Serve it — multi-user HTTP API (skylar serve)

skylar serve --model <id> turns any Skylar generative model into an OpenAI-compatible HTTP server built for concurrent users. Requests from many clients are fused into dynamic micro-batches on a single worker that owns the model — so one GPU (or CPU) serves a whole demo without per-request OOM or GPU contention — and each request can stream its tokens.

pip install "skylar[serve]"
skylar serve --model Sophia-AI/Skylar-236M-Chat          # swap the id for ANY Skylar model
#  → http://127.0.0.1:8000   ·   interactive docs: http://127.0.0.1:8000/docs

Open /docs for the auto-generated Swagger UI — every endpoint, schema, and example is described there (or /redoc for ReDoc).

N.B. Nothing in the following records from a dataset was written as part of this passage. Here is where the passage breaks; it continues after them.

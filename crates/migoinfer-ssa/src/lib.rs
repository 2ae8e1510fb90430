//! SSA input surface for MiGo inference.
//!
//! This crate defines the SSA program model consumed read-only by the
//! inference engine, together with its textual front end and the build
//! configuration. A program is a set of packages holding functions;
//! functions are control-flow graphs of basic blocks whose instructions
//! reference values (registers, parameters, constants, globals) by id.
//!
//! Key properties the engine relies on:
//! - each register is assigned exactly once (SSA form),
//! - basic blocks carry the lowering comments (`for.loop`, `for.body`,
//!   `for.done`, `cond.true`, `cond.false`) used by loop detection,
//! - a referrers table maps values to the instructions using them,
//! - constants with identical syntactic form are interned to one value.

pub mod build;
pub mod find;
pub mod lexer;
pub mod parser;
pub mod print;
pub mod program;
pub mod source;
pub mod types;

pub use program::{
    BasicBlock, BinOpKind, BlockRef, Builtin, Callee, CallCommon, ConstValue, FuncId, Function,
    Instr, InstrId, InstrKind, InstrRef, Package, PkgId, Program, SelectState, Signature,
    UnOpKind, ValueData, ValueId, ValueKind,
};
pub use source::{FileSet, Pos, Position};
pub use types::{ChanDir, MethodSig, StructField, TypeId, TypeKind, TypeTable};

/// The SSA build product handed to the engine: the program, its file set
/// and the packages deliberately not built.
#[derive(Debug)]
pub struct Info {
    pub prog: Program,
    pub fset: FileSet,
    pub ignored_pkgs: Vec<String>,
}

impl Info {
    /// Renders the position of a value or instruction for diagnostics.
    pub fn pos_string(&self, pos: Pos) -> String {
        self.fset.describe(pos)
    }
}
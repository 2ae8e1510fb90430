//! Function definitions.

use std::rc::Rc;

use migoinfer_ssa::{FuncId, InstrKind, Pos, Program, UnOpKind, ValueId};

use crate::store::{Key, MockKey};

/// Occurrence counts of return operands for one tuple index, in
/// first-seen order so ties resolve deterministically.
type ReturnCount = Vec<(Key, usize)>;

/// A flattened function signature: `nparam` formal parameters, then
/// `nfreevar` captured variables, then `nreturn` return slots, all as
/// keys. Body-less functions get synthetic mock keys.
#[derive(Debug)]
pub struct Definition {
    pub func: FuncId,
    pub parameters: Vec<Key>,
    pub bindings: Vec<ValueId>,
    return_set: Vec<ReturnCount>,
    pub nparam: usize,
    pub nfreevar: usize,
    pub nreturn: usize,
    pub is_vararg: bool,
    name: String,
}

impl Definition {
    pub fn new(prog: &Program, func: FuncId) -> Rc<Definition> {
        Definition::build(prog, func, Vec::new())
    }

    /// Definition for a closure together with its variable bindings.
    pub fn closure(prog: &Program, func: FuncId, bindings: Vec<ValueId>) -> Rc<Definition> {
        Definition::build(prog, func, bindings)
    }

    fn build(prog: &Program, func: FuncId, bindings: Vec<ValueId>) -> Rc<Definition> {
        let f = prog.func(func);
        let params = get_params(prog, func);
        let nparam = params.len();
        let freevars: Vec<Key> =
            f.free_vars.iter().map(|&v| Key::ssa(prog, v)).collect();
        let nfreevar = freevars.len();
        let return_set = get_returns(prog, func);
        let nreturn = return_set.len();

        let mut parameters = Vec::with_capacity(nparam + nfreevar + nreturn);
        parameters.extend(params);
        parameters.extend(freevars);
        for rc in &return_set {
            parameters.push(common_retval(rc));
        }
        Rc::new(Definition {
            func,
            parameters,
            bindings,
            return_set,
            nparam,
            nfreevar,
            nreturn,
            is_vararg: f.sig.variadic,
            name: prog.qualified_name(func),
        })
    }

    pub fn param(&self, i: usize) -> &Key {
        &self.parameters[i]
    }

    pub fn free_var(&self, i: usize) -> &Key {
        &self.parameters[self.nparam + i]
    }

    /// The canonical key of the i-th return slot (the most frequently
    /// used return operand).
    pub fn ret(&self, i: usize) -> &Key {
        &self.parameters[self.nparam + self.nfreevar + i]
    }

    /// True if the given key names a return value of the body.
    pub fn is_return(&self, k: &Key) -> bool {
        let name = k.name();
        self.return_set
            .iter()
            .any(|rc| rc.iter().any(|(r, _)| r.name() == name))
    }

    pub fn uniq_name(&self) -> String {
        self.name.clone()
    }
}

fn get_params(prog: &Program, func: FuncId) -> Vec<Key> {
    let f = prog.func(func);
    if f.has_body() {
        return f.params.iter().map(|&p| Key::ssa(prog, p)).collect();
    }
    // Not concrete, but has a valid signature: mock the slots.
    let mut params = Vec::new();
    if let Some(recv) = f.sig.recv {
        params.push(Key::Mock(MockKey { ty: recv, pos: Pos::NONE, desc: "recv".to_string() }));
    }
    let skip = usize::from(f.sig.recv.is_some());
    for &ty in f.sig.params.iter().skip(skip) {
        params.push(Key::Mock(MockKey { ty, pos: Pos::NONE, desc: "param".to_string() }));
    }
    params
}

/// Scans the body for return instructions and counts operand versions
/// per tuple index.
fn get_returns(prog: &Program, func: FuncId) -> Vec<ReturnCount> {
    let f = prog.func(func);
    let nret = f.sig.results.len();
    if nret == 0 {
        return Vec::new();
    }
    if f.has_body() {
        let mut returns: Vec<ReturnCount> = vec![Vec::new(); nret];
        for block in &f.blocks {
            for instr in &block.instrs {
                if let InstrKind::Return { results } = &instr.kind {
                    for (i, &r) in results.iter().enumerate() {
                        let key = Key::ssa(prog, canonical(prog, r));
                        match returns[i].iter_mut().find(|(k, _)| *k == key) {
                            Some((_, n)) => *n += 1,
                            None => returns[i].push((key, 1)),
                        }
                    }
                }
            }
        }
        return returns;
    }
    f.sig
        .results
        .iter()
        .map(|&ty| {
            vec![(
                Key::Mock(MockKey { ty, pos: Pos::NONE, desc: "retval".to_string() }),
                1,
            )]
        })
        .collect()
}

/// Most frequently used return operand; first seen wins ties.
fn common_retval(rc: &ReturnCount) -> Key {
    let mut best: Option<(&Key, usize)> = None;
    for (k, n) in rc {
        if best.map(|(_, m)| *n > m).unwrap_or(true) {
            best = Some((k, *n));
        }
    }
    best.map(|(k, _)| k.clone()).expect("return count never empty")
}

/// Peels value coercions that do not change the underlying instance.
fn canonical(prog: &Program, v: ValueId) -> ValueId {
    match prog.def_instr(v).map(|i| &i.kind) {
        Some(InstrKind::ChangeType { x }) => canonical(prog, *x),
        Some(InstrKind::UnOp { op: UnOpKind::Mul, x }) => canonical(prog, *x),
        _ => v,
    }
}

#[cfg(test)]
mod tests {
    use super::*;
    use migoinfer_ssa::build;

    #[test]
    fn definition_flattens_params_and_returns() {
        let info = build::from_source(
            "package main\n\nfunc pick(a chan int, b chan int) (chan int):\n0 entry:\n    return a\n\nfunc main():\n0 entry:\n    return\n",
        )
        .build()
        .unwrap();
        let d = Definition::new(&info.prog, info.prog.funcs[0].id);
        assert_eq!((2, 0, 1), (d.nparam, d.nfreevar, d.nreturn));
        assert_eq!(3, d.parameters.len());
        assert_eq!("a", d.param(0).name());
        assert_eq!("a", d.ret(0).name());
        assert!(d.is_return(d.param(0)));
        assert_eq!("main.pick", d.uniq_name());
    }

    #[test]
    fn most_frequent_return_operand_wins() {
        let info = build::from_source(
            "package main\n\nfunc pick(c bool, a chan int, b chan int) (chan int):\n0 entry:\n    if c goto 1 else 2\n1 if.then:\n    return b\n2 if.else:\n    t0 = c == c\n    if t0 goto 3 else 4\n3 if.then:\n    return b\n4 if.else:\n    return a\n\nfunc main():\n0 entry:\n    return\n",
        )
        .build()
        .unwrap();
        let d = Definition::new(&info.prog, info.prog.funcs[0].id);
        assert_eq!("b", d.ret(0).name());
    }

    #[test]
    fn bodyless_function_gets_mock_slots() {
        let info = build::from_source(
            "package main\n\nfunc extern(a chan int) (int):\n\nfunc main():\n0 entry:\n    return\n",
        )
        .build()
        .unwrap();
        let d = Definition::new(&info.prog, info.prog.funcs[0].id);
        assert_eq!(1, d.nparam);
        assert_eq!("_param_", d.param(0).name());
        assert_eq!("_retval_", d.ret(0).name());
    }

    #[test]
    fn closure_definition_keeps_bindings() {
        let info = build::from_source(
            "package main\n\nfunc main$1() [ch chan int]:\n0 entry:\n    send ch, 1:int\n    return\n\nfunc main():\n0 entry:\n    t0 = makechan chan int, 0:int\n    t1 = makeclosure main$1 [t0]\n    call t1()\n    return\n",
        )
        .build()
        .unwrap();
        let t0 = info.prog.funcs[1].blocks[0].instrs[0].result.unwrap();
        let d = Definition::closure(&info.prog, info.prog.funcs[0].id, vec![t0]);
        assert_eq!((0, 1, 0), (d.nparam, d.nfreevar, d.nreturn));
        assert_eq!("ch", d.free_var(0).name());
        assert_eq!(1, d.bindings.len());
    }
}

The model is whatever you pass to --model (an HF repo id or a local checkpoint dir); an embedder model is auto-detected and served at /v1/embeddings instead.

Method & path What it does
POST /v1/chat/completions OpenAI chat format. "stream": true → Server-Sent Events.
POST /generate One prompt → one completion.
GET /health Liveness + which model/device is loaded.
GET /metrics Throughput, batch sizes, queue depth.
# one-shot completion
curl localhost:8000/generate -H 'content-type: application/json' \
  -d '{"prompt": "Dove ha sede la Banca d'\''Italia?", "max_new_tokens": 64}'

# OpenAI chat format (+ "stream": true for SSE)
curl -N localhost:8000/v1/chat/completions -H 'content-type: application/json' -d '{
  "messages": [{"role":"system","content":"Sei un esperto COBOL."},
               {"role":"user","content":"Somma due campi PIC 9(4)."}],
  "max_tokens": 256, "stream": true
}'

Drop-in with the official OpenAI client — just point base_url at the server:

from openai import OpenAI
client = OpenAI(base_url="http://localhost:8000/v1", api_key="not-needed")
r = client.chat.completions.create(
    model="Sophia-AI/Skylar-236M-Chat",
    messages=[{"role": "user", "content": "Spiega cosa fa questo COBOL ..."}],
    stream=True,
)
for chunk in r:
    print(chunk.choices[0].delta.content or "", end="", flush=True)

Tuning concurrency

Flag Default Meaning
--max-batch 8 Max requests fused into one forward pass. Raise for more throughput until VRAM/latency says stop.
--max-wait-ms 15 How long to wait for stragglers before launching a batch. Higher = bigger batches, slightly more latency.
--max-queue 256 Input-queue depth; beyond it the server returns 503 (backpressure instead of OOM).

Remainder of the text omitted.